Las12 le ha puesto rostro y lengua a las experiencias de goce y celebración del amor lesbiano, ha indagado en la bisexualidad como juego y no como rareza, ha hecho del cuerpo no hegemónico un valuarte y, sin demonizar la tira de cola porque algo me gustaba ese tironcito, el largo camino del activismo feminista me hizo más peluda y menos expuesta a los dolores innecesarios. Y si hay algo que puso de cabeza por completo todo lo que había pensado y escrito sobre el cuerpo fue el encuentro con la militancia gorda, ese movimiento que desde hace algunos años viene rompiendo el molde y dando voz a esa trinchera que es la diversidad corporal tirando por la borda todo el blablabla de la aceptación: no queremos que nos acepten, queremos que el neoliberalismo magro deje de patologizar y juzgar. El posporno me inflamó las pupilas hasta entender que hay tantos goces posibles como geografía de la carne.
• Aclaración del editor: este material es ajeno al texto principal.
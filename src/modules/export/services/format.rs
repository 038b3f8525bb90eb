// Money formatting shared by the chart axes and the PDF tables. The XLSX
// exporter formats numbers through cell format strings instead.

use rust_decimal::prelude::ToPrimitive;
use rust_decimal::Decimal;

fn group_thousands(digits: &str) -> String {
    let mut out = String::with_capacity(digits.len() + digits.len() / 3);
    for (i, c) in digits.chars().enumerate() {
        if i > 0 && (digits.len() - i) % 3 == 0 {
            out.push(',');
        }
        out.push(c);
    }
    out
}

/// "$1,234.56" style rendering of a monetary amount
pub fn currency(amount: Decimal) -> String {
    let rounded = amount.round_dp(2);
    let negative = rounded.is_sign_negative();
    let abs = rounded.abs();
    let text = format!("{:.2}", abs);
    let (whole, cents) = text.split_once('.').unwrap_or((text.as_str(), "00"));

    format!(
        "{}${}.{}",
        if negative { "-" } else { "" },
        group_thousands(whole),
        cents
    )
}

/// Whole-dollar axis tick label, "$1,234"
pub fn axis_currency(value: f64) -> String {
    let negative = value < 0.0;
    let whole = value.abs().round() as u64;
    format!(
        "{}${}",
        if negative { "-" } else { "" },
        group_thousands(&whole.to_string())
    )
}

/// "12.34%" rendering of an already-scaled percentage
pub fn percent(value: Decimal) -> String {
    format!("{}%", value.round_dp(2))
}

/// Convert a Decimal to the f64 the chart and spreadsheet layers need
pub fn to_f64(amount: Decimal) -> f64 {
    amount.to_f64().unwrap_or(0.0)
}
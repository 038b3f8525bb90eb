//! StockSight Report Service Library
//!
//! Aggregates sales, inventory, and financial data pulled from upstream
//! services into canonical reports, served as JSON or exported as PDF,
//! XLSX, and CSV downloads.

pub mod config;
pub mod core;
pub mod middleware;
pub mod modules;

// Re-export commonly used types
pub use modules::export;
pub use modules::reports;
pub use modules::upstream;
Si han cambiado cosas en estos mil números es el tono de lo celebratorio pero no sin dolor, porque todas sabemos lo que es vivir en un mundo que nos precariza, nos vuelve envase descartable y nos hace objeto de la mirada y el placer de otros, con ese dedo inquisitivo que sabemos esquivar, esa pregunta enloquecedora sobre qué habremos hecho, sino como transformación, como empoderamiento, como capa nueva de sentido de la autodefensa y la alianza feminista. Porque hablamos de sororidad y la ejercemos a contrapelo de la ficción que sigue mandando rivalidad cuando estamos juntas. Y en esa apuesta de estar juntas y revueltas, porque nos gusta, porque disfrutamos de nuestros lazos de amistad aunque no sean perfectos, aunque sí haya competencia (¿por qué no?) hicimos temblar la tierra el 3 de junio de 2015 y desde entonces ya no hay vuelta atrás. Esa emoción, ese pacto con lo salvaje que nos tiene agitando el mundo en estos años, empezó a gestarse en estas páginas y eso no puede menos que emocionarme, llenarme de orgullo feminista y acelerarme el corazón para seguir caminando en tribu.